• _WHAT YOU NEED TO DO_
In the entries below, find the line with "mod indexer;" and the line with "use indexer::IndexerState;". Reproduce those two lines and every line between them exactly, and nothing more.
TASK MATERIAL: Begin
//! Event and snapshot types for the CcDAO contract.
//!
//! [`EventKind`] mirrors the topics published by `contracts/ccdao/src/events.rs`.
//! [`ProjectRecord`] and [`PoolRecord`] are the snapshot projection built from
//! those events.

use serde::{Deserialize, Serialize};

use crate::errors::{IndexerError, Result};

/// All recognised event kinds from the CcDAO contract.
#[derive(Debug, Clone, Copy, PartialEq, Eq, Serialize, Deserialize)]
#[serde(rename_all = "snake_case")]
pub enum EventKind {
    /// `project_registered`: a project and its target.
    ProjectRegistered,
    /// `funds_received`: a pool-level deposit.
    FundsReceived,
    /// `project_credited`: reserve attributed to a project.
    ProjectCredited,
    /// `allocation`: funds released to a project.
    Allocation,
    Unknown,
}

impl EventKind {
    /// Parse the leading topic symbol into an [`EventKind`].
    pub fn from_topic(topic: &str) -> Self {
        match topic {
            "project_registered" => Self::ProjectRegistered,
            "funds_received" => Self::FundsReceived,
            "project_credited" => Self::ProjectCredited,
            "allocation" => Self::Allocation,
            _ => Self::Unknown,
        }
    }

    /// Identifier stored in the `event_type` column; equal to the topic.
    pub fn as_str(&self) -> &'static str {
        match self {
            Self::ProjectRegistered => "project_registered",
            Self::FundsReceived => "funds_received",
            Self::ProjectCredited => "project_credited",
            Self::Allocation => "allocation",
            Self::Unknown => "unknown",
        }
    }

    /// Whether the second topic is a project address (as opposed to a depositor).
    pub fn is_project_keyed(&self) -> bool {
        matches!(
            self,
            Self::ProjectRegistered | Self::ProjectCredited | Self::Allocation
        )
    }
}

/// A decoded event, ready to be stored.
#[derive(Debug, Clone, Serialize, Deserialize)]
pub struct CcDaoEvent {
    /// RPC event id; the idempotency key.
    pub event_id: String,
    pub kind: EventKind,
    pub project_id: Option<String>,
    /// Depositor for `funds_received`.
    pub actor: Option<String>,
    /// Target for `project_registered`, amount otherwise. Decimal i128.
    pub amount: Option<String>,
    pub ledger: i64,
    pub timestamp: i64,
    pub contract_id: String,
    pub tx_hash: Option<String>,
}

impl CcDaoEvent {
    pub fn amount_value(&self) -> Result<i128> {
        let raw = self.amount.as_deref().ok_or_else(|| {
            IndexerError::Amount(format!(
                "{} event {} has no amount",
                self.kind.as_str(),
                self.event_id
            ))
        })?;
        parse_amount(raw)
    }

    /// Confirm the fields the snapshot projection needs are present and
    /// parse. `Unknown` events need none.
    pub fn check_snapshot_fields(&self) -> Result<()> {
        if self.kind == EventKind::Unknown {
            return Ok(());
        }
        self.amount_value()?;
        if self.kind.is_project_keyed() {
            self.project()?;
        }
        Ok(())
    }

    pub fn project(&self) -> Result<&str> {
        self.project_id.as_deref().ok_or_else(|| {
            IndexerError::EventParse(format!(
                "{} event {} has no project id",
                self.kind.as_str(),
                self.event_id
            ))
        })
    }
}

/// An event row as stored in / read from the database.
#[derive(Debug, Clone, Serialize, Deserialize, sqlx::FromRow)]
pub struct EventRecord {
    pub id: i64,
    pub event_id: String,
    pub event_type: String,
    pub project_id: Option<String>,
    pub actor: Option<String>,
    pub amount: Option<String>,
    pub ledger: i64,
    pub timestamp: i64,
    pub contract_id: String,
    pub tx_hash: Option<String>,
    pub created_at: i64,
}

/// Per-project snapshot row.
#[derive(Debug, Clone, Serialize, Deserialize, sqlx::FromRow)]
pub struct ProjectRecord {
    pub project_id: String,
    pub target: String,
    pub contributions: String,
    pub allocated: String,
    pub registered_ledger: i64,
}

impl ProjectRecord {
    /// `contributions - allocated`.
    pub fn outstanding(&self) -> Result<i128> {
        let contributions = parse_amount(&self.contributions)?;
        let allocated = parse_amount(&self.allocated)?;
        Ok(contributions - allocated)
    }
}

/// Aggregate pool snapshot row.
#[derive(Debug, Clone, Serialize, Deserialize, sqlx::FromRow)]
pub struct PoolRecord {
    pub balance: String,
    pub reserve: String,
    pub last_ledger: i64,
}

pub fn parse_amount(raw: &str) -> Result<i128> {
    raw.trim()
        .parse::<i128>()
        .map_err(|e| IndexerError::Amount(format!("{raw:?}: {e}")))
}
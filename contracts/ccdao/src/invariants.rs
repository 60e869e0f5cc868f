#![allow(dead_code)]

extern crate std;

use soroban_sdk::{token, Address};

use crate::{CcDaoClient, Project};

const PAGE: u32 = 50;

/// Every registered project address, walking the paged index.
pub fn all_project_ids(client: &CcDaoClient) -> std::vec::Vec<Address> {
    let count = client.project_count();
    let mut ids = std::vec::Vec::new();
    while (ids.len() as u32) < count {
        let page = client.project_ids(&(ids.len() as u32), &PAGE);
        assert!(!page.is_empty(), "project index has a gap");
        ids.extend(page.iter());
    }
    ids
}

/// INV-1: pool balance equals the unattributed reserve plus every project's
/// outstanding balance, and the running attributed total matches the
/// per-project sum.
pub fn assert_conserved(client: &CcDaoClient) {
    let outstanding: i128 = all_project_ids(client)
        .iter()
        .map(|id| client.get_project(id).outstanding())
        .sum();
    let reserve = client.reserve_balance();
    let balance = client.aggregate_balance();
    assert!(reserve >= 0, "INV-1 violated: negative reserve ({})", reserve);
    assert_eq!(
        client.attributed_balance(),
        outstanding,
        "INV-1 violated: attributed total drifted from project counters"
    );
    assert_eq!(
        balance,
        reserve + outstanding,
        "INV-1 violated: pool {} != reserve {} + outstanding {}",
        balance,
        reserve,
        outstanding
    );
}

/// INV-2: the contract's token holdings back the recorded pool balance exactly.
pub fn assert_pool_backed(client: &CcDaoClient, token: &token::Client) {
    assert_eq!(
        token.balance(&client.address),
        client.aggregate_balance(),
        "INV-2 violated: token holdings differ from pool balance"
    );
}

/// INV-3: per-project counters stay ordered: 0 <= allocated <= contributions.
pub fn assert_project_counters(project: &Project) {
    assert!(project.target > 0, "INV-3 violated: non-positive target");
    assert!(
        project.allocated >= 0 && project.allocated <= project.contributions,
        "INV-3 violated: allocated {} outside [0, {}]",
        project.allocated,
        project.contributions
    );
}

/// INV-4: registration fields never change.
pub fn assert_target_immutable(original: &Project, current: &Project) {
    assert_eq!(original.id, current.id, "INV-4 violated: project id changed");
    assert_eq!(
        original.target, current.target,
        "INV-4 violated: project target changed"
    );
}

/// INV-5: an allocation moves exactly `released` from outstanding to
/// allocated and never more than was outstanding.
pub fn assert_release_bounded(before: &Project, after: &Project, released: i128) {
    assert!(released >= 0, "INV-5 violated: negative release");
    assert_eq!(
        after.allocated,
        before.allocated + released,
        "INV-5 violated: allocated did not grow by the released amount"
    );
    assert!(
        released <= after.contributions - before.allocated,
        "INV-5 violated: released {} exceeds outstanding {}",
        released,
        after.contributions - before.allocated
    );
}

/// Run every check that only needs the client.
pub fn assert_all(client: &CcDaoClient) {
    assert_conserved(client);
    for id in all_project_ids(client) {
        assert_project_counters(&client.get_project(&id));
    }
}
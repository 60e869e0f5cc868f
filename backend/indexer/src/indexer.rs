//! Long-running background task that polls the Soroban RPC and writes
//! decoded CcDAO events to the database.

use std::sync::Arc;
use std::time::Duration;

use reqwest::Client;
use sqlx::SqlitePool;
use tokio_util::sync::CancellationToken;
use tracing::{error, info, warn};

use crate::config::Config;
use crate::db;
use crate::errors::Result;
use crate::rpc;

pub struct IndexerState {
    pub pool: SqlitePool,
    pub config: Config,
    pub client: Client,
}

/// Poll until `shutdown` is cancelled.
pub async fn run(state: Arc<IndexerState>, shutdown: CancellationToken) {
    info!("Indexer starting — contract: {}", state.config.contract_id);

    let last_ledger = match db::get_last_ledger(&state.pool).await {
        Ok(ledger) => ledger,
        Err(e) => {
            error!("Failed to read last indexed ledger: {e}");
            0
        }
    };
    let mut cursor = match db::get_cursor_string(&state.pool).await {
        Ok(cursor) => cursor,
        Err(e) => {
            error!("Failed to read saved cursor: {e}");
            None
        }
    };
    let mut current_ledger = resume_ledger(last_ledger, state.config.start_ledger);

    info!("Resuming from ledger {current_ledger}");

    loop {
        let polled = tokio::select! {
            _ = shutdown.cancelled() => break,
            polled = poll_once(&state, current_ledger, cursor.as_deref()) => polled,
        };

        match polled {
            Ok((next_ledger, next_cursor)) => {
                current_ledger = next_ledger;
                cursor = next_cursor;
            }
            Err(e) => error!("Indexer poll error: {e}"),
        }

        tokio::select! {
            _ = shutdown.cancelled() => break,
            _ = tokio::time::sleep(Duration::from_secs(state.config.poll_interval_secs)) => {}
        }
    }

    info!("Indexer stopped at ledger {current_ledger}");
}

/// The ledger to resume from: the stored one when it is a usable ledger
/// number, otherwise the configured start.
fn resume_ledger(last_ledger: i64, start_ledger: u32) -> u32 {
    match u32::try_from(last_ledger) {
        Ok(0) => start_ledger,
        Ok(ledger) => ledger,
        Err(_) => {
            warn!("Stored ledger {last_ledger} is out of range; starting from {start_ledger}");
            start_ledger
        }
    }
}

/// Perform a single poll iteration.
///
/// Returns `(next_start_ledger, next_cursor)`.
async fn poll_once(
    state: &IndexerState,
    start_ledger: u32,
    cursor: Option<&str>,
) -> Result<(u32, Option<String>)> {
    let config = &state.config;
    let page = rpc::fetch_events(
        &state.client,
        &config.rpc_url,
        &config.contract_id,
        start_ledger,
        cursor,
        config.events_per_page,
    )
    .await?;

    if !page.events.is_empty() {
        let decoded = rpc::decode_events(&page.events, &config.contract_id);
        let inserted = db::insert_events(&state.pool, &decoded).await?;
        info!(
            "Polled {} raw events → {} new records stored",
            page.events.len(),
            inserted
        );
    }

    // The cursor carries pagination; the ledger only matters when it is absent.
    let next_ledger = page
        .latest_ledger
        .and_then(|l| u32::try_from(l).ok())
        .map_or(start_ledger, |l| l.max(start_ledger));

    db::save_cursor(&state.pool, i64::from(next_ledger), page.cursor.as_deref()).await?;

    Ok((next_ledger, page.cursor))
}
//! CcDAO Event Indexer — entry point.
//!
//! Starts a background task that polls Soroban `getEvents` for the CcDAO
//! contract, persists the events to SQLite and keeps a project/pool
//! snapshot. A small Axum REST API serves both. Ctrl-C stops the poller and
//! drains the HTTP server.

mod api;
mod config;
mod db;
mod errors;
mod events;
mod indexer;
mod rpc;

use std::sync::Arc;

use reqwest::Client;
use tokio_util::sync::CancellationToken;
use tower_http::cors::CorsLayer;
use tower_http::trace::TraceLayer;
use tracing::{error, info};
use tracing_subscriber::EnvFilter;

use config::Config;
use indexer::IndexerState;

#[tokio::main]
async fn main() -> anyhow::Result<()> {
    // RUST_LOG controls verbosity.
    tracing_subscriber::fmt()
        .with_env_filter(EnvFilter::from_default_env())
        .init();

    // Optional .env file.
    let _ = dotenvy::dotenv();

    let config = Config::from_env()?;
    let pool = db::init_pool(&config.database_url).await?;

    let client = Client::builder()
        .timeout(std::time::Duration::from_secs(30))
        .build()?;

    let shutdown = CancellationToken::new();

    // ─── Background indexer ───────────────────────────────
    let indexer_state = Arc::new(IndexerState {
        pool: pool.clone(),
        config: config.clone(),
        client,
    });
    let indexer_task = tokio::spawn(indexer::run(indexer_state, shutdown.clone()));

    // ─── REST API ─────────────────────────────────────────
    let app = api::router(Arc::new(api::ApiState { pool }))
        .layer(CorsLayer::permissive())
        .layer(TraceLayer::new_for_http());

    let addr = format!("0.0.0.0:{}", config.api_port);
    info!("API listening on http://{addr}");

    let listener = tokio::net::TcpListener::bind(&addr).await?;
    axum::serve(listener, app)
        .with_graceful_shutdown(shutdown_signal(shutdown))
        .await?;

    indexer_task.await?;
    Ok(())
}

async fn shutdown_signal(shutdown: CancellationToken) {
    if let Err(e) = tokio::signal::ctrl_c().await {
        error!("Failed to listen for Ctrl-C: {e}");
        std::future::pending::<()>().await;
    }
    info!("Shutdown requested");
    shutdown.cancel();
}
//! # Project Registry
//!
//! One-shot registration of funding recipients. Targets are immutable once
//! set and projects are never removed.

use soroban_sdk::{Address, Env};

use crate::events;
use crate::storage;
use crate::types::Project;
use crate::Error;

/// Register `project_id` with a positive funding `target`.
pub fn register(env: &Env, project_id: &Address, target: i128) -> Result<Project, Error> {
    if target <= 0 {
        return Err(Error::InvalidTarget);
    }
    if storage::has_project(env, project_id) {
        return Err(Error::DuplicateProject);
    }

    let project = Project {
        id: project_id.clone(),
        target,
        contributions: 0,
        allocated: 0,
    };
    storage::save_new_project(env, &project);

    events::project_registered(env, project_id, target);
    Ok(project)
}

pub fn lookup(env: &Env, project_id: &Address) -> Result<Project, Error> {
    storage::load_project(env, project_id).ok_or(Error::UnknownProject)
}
TASK MATERIAL: End
• _RESPONSE TO THIS TASK_
mod indexer;
mod rpc;

use std::sync::Arc;

use reqwest::Client;
use tokio_util::sync::CancellationToken;
use tower_http::cors::CorsLayer;
use tower_http::trace::TraceLayer;
use tracing::{error, info};
use tracing_subscriber::EnvFilter;

use config::Config;
use indexer::IndexerState;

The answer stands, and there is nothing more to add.